### Work order
Repeat verbatim only the lines from the opening of the material below through the one that contains "with 16 random".

═════ Information

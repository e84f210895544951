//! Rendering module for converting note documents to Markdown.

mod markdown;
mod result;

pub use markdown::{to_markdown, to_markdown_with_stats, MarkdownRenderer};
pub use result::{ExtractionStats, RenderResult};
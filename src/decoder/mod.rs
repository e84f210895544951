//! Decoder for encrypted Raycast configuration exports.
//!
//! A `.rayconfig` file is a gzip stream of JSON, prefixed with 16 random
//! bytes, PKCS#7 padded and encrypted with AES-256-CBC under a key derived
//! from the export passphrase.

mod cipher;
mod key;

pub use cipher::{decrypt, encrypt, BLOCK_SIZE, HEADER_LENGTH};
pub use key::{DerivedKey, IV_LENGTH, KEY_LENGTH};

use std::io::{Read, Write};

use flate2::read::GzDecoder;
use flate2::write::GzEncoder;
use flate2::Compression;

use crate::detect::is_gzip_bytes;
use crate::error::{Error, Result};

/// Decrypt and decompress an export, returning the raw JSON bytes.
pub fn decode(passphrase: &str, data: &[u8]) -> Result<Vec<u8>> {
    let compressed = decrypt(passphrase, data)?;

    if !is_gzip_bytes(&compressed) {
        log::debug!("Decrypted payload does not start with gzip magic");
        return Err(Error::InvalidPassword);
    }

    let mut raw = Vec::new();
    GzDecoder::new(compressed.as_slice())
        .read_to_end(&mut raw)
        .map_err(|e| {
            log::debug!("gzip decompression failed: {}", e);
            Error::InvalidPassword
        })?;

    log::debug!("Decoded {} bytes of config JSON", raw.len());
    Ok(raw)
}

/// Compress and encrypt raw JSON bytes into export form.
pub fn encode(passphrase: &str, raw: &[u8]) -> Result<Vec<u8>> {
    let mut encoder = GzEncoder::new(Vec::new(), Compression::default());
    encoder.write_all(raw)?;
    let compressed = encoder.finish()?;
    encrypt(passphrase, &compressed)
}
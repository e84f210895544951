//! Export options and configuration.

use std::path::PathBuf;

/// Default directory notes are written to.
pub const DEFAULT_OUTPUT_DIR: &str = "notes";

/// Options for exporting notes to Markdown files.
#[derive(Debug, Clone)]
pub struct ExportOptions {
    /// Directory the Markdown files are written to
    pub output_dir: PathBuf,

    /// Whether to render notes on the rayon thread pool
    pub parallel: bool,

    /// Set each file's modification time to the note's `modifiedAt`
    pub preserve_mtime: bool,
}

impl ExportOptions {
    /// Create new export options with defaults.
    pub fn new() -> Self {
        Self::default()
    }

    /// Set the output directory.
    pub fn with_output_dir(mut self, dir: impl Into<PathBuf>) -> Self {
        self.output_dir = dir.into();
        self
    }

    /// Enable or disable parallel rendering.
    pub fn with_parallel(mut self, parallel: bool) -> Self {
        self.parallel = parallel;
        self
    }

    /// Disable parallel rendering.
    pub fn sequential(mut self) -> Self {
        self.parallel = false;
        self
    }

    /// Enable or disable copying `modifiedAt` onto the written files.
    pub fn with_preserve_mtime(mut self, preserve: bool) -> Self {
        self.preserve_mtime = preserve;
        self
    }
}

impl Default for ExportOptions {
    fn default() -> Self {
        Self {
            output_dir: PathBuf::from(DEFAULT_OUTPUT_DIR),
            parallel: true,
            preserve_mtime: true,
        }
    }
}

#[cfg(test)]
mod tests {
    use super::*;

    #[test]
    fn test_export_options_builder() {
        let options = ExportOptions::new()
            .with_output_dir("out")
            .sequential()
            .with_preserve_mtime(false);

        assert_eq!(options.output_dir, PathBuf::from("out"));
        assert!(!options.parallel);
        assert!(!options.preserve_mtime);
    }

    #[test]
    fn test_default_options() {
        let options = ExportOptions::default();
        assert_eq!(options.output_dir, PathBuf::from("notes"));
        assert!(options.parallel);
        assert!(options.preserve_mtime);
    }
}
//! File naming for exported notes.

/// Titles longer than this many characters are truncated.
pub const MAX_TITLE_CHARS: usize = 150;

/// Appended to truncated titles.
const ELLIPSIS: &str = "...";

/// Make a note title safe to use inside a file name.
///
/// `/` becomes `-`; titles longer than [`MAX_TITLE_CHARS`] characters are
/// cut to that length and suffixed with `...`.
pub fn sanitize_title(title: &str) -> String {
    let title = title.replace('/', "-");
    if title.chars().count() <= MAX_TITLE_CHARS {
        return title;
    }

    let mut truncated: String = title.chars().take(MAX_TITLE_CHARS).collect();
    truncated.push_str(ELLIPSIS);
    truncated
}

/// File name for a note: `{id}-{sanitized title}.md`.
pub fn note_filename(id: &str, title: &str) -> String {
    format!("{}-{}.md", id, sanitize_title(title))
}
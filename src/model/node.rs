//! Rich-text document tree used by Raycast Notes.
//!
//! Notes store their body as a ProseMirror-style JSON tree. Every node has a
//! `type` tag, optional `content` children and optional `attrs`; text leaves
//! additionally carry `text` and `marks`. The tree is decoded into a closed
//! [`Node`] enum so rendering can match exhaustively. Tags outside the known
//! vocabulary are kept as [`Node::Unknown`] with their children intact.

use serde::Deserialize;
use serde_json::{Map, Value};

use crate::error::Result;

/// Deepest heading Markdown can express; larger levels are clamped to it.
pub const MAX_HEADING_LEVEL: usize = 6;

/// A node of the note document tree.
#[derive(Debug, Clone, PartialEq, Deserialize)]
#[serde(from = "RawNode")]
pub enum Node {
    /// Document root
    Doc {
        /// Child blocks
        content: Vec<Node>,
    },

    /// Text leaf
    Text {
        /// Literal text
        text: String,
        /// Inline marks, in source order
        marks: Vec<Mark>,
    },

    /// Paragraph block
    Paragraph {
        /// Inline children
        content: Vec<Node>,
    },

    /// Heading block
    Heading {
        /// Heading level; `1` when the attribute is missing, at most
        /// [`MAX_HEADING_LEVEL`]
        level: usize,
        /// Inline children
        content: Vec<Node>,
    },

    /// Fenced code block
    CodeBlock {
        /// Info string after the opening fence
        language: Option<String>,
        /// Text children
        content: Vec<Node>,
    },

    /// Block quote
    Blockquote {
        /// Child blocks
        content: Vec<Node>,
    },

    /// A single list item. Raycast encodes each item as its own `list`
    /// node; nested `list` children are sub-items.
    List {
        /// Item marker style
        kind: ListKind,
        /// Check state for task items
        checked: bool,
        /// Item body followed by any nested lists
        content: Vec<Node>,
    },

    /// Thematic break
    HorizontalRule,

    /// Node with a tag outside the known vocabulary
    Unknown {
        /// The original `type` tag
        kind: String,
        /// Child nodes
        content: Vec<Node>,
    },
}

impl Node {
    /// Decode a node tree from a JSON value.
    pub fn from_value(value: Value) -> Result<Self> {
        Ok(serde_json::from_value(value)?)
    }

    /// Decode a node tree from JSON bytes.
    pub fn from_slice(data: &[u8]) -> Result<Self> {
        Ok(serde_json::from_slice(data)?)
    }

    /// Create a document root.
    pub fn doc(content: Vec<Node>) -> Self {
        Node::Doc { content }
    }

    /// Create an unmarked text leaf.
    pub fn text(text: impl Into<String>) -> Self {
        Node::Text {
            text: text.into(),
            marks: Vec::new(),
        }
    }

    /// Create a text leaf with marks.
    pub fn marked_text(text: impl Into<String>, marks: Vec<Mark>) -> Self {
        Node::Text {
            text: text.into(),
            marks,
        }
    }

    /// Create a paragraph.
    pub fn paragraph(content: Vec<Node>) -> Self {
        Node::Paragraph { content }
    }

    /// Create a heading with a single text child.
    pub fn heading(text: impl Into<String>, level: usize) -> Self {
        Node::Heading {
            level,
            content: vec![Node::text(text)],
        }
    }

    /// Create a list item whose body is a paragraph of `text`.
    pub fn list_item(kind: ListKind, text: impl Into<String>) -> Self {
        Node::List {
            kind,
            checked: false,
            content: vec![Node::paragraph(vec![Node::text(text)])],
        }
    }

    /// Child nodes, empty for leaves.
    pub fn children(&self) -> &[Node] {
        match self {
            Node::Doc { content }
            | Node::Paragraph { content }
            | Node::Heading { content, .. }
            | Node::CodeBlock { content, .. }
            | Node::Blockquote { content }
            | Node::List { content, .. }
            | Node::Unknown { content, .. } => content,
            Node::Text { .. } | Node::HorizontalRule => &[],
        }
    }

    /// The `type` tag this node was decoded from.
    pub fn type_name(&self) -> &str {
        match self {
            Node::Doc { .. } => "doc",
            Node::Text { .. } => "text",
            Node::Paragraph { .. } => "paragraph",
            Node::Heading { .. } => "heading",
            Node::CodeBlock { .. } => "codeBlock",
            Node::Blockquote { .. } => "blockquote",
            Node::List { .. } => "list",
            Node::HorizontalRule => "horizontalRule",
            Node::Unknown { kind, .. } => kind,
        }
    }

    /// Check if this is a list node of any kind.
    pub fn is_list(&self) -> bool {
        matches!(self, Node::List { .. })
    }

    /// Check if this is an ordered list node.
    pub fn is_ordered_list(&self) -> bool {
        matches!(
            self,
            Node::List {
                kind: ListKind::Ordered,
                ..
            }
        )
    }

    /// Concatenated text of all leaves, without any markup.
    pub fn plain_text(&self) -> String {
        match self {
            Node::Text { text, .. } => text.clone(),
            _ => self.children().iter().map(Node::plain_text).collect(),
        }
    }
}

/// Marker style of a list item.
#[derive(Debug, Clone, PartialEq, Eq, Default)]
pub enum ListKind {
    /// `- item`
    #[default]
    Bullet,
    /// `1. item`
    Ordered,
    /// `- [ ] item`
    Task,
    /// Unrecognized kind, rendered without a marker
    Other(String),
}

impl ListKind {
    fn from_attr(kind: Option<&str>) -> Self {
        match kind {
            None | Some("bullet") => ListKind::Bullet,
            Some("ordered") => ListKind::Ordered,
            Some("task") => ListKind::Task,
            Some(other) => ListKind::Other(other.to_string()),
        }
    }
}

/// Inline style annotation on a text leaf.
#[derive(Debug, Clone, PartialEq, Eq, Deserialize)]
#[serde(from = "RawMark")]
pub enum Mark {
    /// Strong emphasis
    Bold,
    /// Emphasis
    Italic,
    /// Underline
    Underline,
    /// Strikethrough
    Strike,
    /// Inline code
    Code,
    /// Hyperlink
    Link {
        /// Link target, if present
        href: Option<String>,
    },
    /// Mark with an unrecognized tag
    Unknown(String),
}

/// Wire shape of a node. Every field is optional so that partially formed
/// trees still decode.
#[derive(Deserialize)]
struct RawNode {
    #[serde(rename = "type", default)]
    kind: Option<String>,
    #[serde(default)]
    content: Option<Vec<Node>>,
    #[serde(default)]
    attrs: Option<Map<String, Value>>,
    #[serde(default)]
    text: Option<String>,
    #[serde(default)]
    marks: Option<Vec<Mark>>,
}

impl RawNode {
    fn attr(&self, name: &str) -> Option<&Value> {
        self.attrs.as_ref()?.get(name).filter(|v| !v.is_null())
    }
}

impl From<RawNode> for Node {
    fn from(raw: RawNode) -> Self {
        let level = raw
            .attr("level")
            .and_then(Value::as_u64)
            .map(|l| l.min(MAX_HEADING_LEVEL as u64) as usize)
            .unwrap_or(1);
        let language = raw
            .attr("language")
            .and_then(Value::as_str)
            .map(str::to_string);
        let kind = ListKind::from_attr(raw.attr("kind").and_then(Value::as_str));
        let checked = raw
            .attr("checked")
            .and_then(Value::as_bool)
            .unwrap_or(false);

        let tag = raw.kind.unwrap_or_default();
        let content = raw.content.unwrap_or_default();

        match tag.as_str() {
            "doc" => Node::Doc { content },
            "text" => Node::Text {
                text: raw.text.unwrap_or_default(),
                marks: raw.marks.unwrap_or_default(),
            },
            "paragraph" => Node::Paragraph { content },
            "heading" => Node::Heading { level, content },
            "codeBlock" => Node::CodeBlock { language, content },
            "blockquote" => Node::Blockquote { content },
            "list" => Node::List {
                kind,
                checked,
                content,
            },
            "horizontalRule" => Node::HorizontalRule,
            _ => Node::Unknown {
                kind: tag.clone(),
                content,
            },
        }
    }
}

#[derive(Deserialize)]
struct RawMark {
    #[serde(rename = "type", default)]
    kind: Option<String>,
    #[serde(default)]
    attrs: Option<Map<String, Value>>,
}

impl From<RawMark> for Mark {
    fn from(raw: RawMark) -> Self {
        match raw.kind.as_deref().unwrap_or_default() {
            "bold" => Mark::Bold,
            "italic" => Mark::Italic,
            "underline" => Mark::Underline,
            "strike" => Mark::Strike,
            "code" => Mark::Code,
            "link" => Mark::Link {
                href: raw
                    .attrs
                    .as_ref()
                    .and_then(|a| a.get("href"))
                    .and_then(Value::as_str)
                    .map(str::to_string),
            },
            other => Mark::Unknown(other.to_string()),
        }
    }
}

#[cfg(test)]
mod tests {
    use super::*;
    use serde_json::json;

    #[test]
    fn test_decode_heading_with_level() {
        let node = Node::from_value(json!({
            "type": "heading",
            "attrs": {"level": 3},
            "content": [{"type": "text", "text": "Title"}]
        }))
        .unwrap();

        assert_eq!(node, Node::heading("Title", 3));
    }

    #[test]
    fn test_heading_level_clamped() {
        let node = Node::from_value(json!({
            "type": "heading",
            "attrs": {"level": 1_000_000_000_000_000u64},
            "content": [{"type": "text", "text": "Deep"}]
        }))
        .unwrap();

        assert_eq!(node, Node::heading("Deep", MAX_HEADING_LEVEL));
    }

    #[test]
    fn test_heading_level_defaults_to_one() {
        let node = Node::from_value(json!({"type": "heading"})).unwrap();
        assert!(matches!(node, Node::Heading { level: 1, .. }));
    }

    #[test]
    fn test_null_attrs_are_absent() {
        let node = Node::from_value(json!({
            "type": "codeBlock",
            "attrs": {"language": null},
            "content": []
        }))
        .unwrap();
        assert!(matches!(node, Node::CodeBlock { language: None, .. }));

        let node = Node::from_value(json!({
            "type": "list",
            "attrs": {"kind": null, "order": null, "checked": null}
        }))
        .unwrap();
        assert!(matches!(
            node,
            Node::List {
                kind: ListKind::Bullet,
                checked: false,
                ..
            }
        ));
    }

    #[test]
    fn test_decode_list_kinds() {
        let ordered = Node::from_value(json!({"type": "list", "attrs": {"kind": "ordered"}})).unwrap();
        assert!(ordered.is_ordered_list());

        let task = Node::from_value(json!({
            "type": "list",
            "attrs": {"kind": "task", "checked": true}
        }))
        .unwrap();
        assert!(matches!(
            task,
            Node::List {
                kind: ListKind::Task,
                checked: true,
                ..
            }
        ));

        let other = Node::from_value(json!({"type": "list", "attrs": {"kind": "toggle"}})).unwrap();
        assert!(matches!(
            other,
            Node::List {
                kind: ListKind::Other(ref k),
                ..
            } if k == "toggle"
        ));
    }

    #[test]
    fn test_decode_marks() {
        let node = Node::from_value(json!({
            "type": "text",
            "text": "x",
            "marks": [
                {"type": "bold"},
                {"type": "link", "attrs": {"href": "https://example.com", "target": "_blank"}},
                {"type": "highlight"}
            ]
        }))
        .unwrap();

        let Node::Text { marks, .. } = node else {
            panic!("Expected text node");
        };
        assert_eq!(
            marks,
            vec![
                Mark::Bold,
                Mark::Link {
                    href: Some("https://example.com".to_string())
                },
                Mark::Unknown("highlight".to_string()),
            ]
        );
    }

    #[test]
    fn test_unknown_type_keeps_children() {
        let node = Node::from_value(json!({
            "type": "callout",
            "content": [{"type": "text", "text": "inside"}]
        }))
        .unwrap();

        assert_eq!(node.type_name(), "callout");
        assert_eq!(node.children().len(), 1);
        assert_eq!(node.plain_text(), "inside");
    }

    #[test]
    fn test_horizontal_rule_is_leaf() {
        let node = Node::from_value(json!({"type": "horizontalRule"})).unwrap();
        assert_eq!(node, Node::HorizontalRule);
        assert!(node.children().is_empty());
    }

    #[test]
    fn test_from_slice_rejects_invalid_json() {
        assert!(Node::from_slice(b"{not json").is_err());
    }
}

══════════

### Answer to this task
repository e84f210895544951
//! Rendering module for converting note documents to Markdown.

mod markdown;
mod result;

pub use markdown::{to_markdown, to_markdown_with_stats, MarkdownRenderer};
pub use result::{ExtractionStats, RenderResult};
filename src/decoder/mod.rs
repository e84f210895544951
//! Decoder for encrypted Raycast configuration exports.
//!
//! A `.rayconfig` file is a gzip stream of JSON, prefixed with 16 random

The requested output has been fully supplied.